An alternative to the method above is to employ SWITCH along with the DROP EXISTING option of CREATE INDEX.  As you may know, SWITCH of an aligned partition is a metadata-only operation and is very fast because no physical data movement is required.  Furthermore, CREATE INDEX…WITH DROP_EXISTING = ON avoids sorting when the existing table index is already suitably sorted and is especially appropriate for improving performance of large index rebuilds.  Using these commands, instead of relying on SPLIT and MERGE to move data, will greatly reduce the time needed to move a partition from one filegroup to another.  The maintenance script below reduced the time of the partition move from 52 seconds down to 7 seconds, reducing maintenance time by over 85% compared to the MERGE/SPLIT script above.  

Demo Maintenance Script

— Monthly Partition Move Scipt

DECLARE @MonthToMove datetime = ‘20110201’;

 

— create staging table on NewerData filegroup with aligned indexes

IF OBJECT_ID(N’dbo.PartitionMoveDemoStaging’) IS NOT NULL

      DROP TABLE dbo.PartitionMoveDemoStaging;

CREATE TABLE dbo.PartitionMoveDemoStaging(

      PartitioningDateTimeColumn datetime NOT NULL

      ,Column1 bigint NOT NULL

) ON PartitioningDemo_NewerData;

 

CREATE CLUSTERED INDEX cdx_PartitionMoveDemoStaging_PartitioningColumn

      ON dbo.PartitionMoveDemoStaging(PartitioningDateTimeColumn)

      ON PartitioningDemo_NewerData;     

 

CREATE NONCLUSTERED INDEX idx_PartitionMoveDemoStaging_Column1

      ON dbo.PartitionMoveDemoStaging(Column1)

      ON PartitioningDemo_NewerData;     

 

— switch partition into staging table

ALTER TABLE dbo.PartitionMoveDemo

      SWITCH PARTITION $PARTITION.PF_Last12Months(@MonthToMove)

      TO dbo.PartitionMoveDemoStaging;

 

— remove partition

ALTER PARTITION FUNCTION PF_Last12Months()

      MERGE RANGE (@MonthToMove);

     

— set next used to OlderData filegroup

ALTER PARTITION SCHEME PS_Last12Months

      NEXT USED PartitioningDemo_OlderData;

 

— recreate partition on OlderData filegroup

ALTER PARTITION FUNCTION PF_Last12Months()

      SPLIT RANGE (@MonthToMove);

     

— recreate staging table indexes using the partition scheme

— this will move the staging table to OlderData filegroup with aligned indexes

CREATE CLUSTERED INDEX cdx_PartitionMoveDemoStaging_PartitioningColumn

      ON dbo.PartitionMoveDemoStaging(PartitioningDateTimeColumn)
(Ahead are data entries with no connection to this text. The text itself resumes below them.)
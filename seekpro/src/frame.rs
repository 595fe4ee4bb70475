//! Frame geometry and the row-major pixel grid shared by every stage.

/// Width of a frame as it comes off the bulk endpoint.
pub const RAW_WIDTH: usize = 342;
/// Height of a frame as it comes off the bulk endpoint.
pub const RAW_HEIGHT: usize = 260;
/// Width of the usable sensor area.
pub const WIDTH: usize = 320;
/// Height of the usable sensor area.
pub const HEIGHT: usize = 240;

/// First raw row of the usable area.
pub const CROP_TOP: usize = 4;
/// First raw column of the usable area.
pub const CROP_LEFT: usize = 1;

/// Byte length of a complete raw frame (16-bit samples).
pub const FRAME_BYTES: usize = 2 * RAW_WIDTH * RAW_HEIGHT;

/// A row-major grid of samples.
#[derive(Debug, Clone, PartialEq, Eq)]
pub struct Image<T> {
    width: usize,
    height: usize,
    data: Vec<T>,
}

impl<T: Copy> Image<T> {
    /// Wrap `data` as a `width` x `height` grid.
    ///
    /// Returns `None` if the buffer length does not match the dimensions.
    pub fn from_raw(width: usize, height: usize, data: Vec<T>) -> Option<Self> {
        if data.len() != width * height {
            return None;
        }
        Some(Self {
            width,
            height,
            data,
        })
    }

    /// A grid with every sample set to `value`.
    pub fn filled(width: usize, height: usize, value: T) -> Self {
        Self {
            width,
            height,
            data: vec![value; width * height],
        }
    }

    pub fn width(&self) -> usize {
        self.width
    }

    pub fn height(&self) -> usize {
        self.height
    }

    pub fn get(&self, row: usize, col: usize) -> T {
        self.data[row * self.width + col]
    }

    pub fn set(&mut self, row: usize, col: usize, value: T) {
        self.data[row * self.width + col] = value;
    }

    pub fn row(&self, row: usize) -> &[T] {
        &self.data[row * self.width..(row + 1) * self.width]
    }

    pub fn data(&self) -> &[T] {
        &self.data
    }

    /// Apply `f` to every sample.
    pub fn map<U: Copy>(&self, f: impl Fn(T) -> U) -> Image<U> {
        Image {
            width: self.width,
            height: self.height,
            data: self.data.iter().map(|&v| f(v)).collect(),
        }
    }

    /// Combine two grids of the same size sample by sample.
    ///
    /// Returns `None` if the dimensions differ.
    pub fn zip_map<U: Copy, V: Copy>(
        &self,
        other: &Image<U>,
        f: impl Fn(T, U) -> V,
    ) -> Option<Image<V>> {
        if self.width != other.width || self.height != other.height {
            return None;
        }
        Some(Image {
            width: self.width,
            height: self.height,
            data: self
                .data
                .iter()
                .zip(other.data.iter())
                .map(|(&a, &b)| f(a, b))
                .collect(),
        })
    }
}

/// A complete `RAW_HEIGHT` x `RAW_WIDTH` frame as read from the sensor.
#[derive(Debug, Clone, PartialEq, Eq)]
pub struct RawFrame(Image<u16>);

impl RawFrame {
    /// Decode a frame from little-endian 16-bit samples.
    ///
    /// `bytes` must be exactly [`FRAME_BYTES`] long.
    pub fn from_le_bytes(bytes: &[u8]) -> Option<Self> {
        if bytes.len() != FRAME_BYTES {
            return None;
        }
        let samples = bytes
            .chunks_exact(2)
            .map(|pair| u16::from_le_bytes([pair[0], pair[1]]))
            .collect();
        Image::from_raw(RAW_WIDTH, RAW_HEIGHT, samples).map(RawFrame)
    }

    /// Wrap an already decoded grid, which must have raw frame dimensions.
    pub fn from_image(image: Image<u16>) -> Option<Self> {
        if image.width() != RAW_WIDTH || image.height() != RAW_HEIGHT {
            return None;
        }
        Some(RawFrame(image))
    }

    pub fn image(&self) -> &Image<u16> {
        &self.0
    }

    /// Strip the sensor border: rows `[4, 244)` and columns `[1, 321)`.
    pub fn crop(&self) -> Image<u16> {
        let mut data = Vec::with_capacity(WIDTH * HEIGHT);
        for row in CROP_TOP..CROP_TOP + HEIGHT {
            data.extend_from_slice(&self.0.row(row)[CROP_LEFT..CROP_LEFT + WIDTH]);
        }
        Image {
            width: WIDTH,
            height: HEIGHT,
            data,
        }
    }
}

#[cfg(test)]
mod tests {
    use super::*;

    fn indexed_frame(sample: impl Fn(usize, usize) -> u16) -> RawFrame {
        let mut image = Image::filled(RAW_WIDTH, RAW_HEIGHT, 0u16);
        for row in 0..RAW_HEIGHT {
            for col in 0..RAW_WIDTH {
                image.set(row, col, sample(row, col));
            }
        }
        RawFrame::from_image(image).unwrap()
    }

    #[test]
    fn test_frame_bytes() {
        assert_eq!(FRAME_BYTES, 177_840);
    }

    #[test]
    fn test_from_raw_checks_length() {
        assert!(Image::from_raw(2, 2, vec![0u8; 4]).is_some());
        assert!(Image::from_raw(2, 2, vec![0u8; 5]).is_none());
    }

    #[test]
    fn test_crop_dimensions() {
        let cropped = RawFrame::from_le_bytes(&vec![0u8; FRAME_BYTES])
            .unwrap()
            .crop();
        assert_eq!(cropped.width(), WIDTH);
        assert_eq!(cropped.height(), HEIGHT);
        assert_eq!(cropped.data().len(), 240 * 320);
    }

    #[test]
    fn test_crop_offsets() {
        let rows = indexed_frame(|row, _| row as u16).crop();
        let cols = indexed_frame(|_, col| col as u16).crop();

        assert_eq!(rows.get(0, 0), 4);
        assert_eq!(rows.get(239, 0), 243);
        assert_eq!(cols.get(0, 0), 1);
        assert_eq!(cols.get(0, 319), 320);
        assert_eq!(rows.row(17), &[21u16; WIDTH][..]);
    }

    #[test]
    fn test_from_le_bytes() {
        let mut bytes = vec![0u8; FRAME_BYTES];
        bytes[0] = 0x34;
        bytes[1] = 0x12;
        bytes[2 * RAW_WIDTH] = 0xff;
        let frame = RawFrame::from_le_bytes(&bytes).unwrap();
        assert_eq!(frame.image().get(0, 0), 0x1234);
        assert_eq!(frame.image().get(1, 0), 0x00ff);

        assert!(RawFrame::from_le_bytes(&bytes[..FRAME_BYTES - 2]).is_none());
    }

    #[test]
    fn test_from_image_checks_dimensions() {
        assert!(RawFrame::from_image(Image::filled(WIDTH, HEIGHT, 0)).is_none());
    }

    #[test]
    fn test_zip_map() {
        let a = Image::from_raw(2, 1, vec![5u16, 7]).unwrap();
        let b = Image::from_raw(2, 1, vec![1i32, -3]).unwrap();
        let diff = a.zip_map(&b, |x, y| x as i32 - y).unwrap();
        assert_eq!(diff.data(), &[4, 10]);

        let c = Image::filled(1, 2, 0i32);
        assert!(a.zip_map(&c, |x, y| x as i32 - y).is_none());
    }
}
      WITH (DROP_EXISTING = ON)

      ON PS_Last12Months(PartitioningDateTimeColumn);

     

CREATE NONCLUSTERED INDEX idx_PartitionMoveDemoStaging_Column1

      ON dbo.PartitionMoveDemoStaging(Column1)

      WITH (DROP_EXISTING = ON)

      ON PS_Last12Months(PartitioningDateTimeColumn);

 

— switch staging table back into primary table partition

ALTER TABLE dbo.PartitionMoveDemoStaging

      SWITCH PARTITION $PARTITION.PF_Last12Months(@MonthToMove)

      TO dbo.PartitionMoveDemo PARTITION $PARTITION.PF_Last12Months(@MonthToMove);

 

The maintenance steps here are similar to the first method except that the partition is SWITCHed into a staging table before the MERGE and SPLIT.  This way, no data movement is needed during the MERGE or SPLIT.  After the MERGE and SPLIT, staging table indexes are recreated using the same partition scheme as the primary table.  This will move the staging table from the NewerData to the OlderData filegroup and ensure staging table indexes are aligned for the SWITCH.  The DROP_EXISTING = ON option allows the CREATE INDEX to leverage the existing staging table index sequence, thus eliminating the need to sort the index keys.  Finally, the staging table is SWITCHed back into the moved partition.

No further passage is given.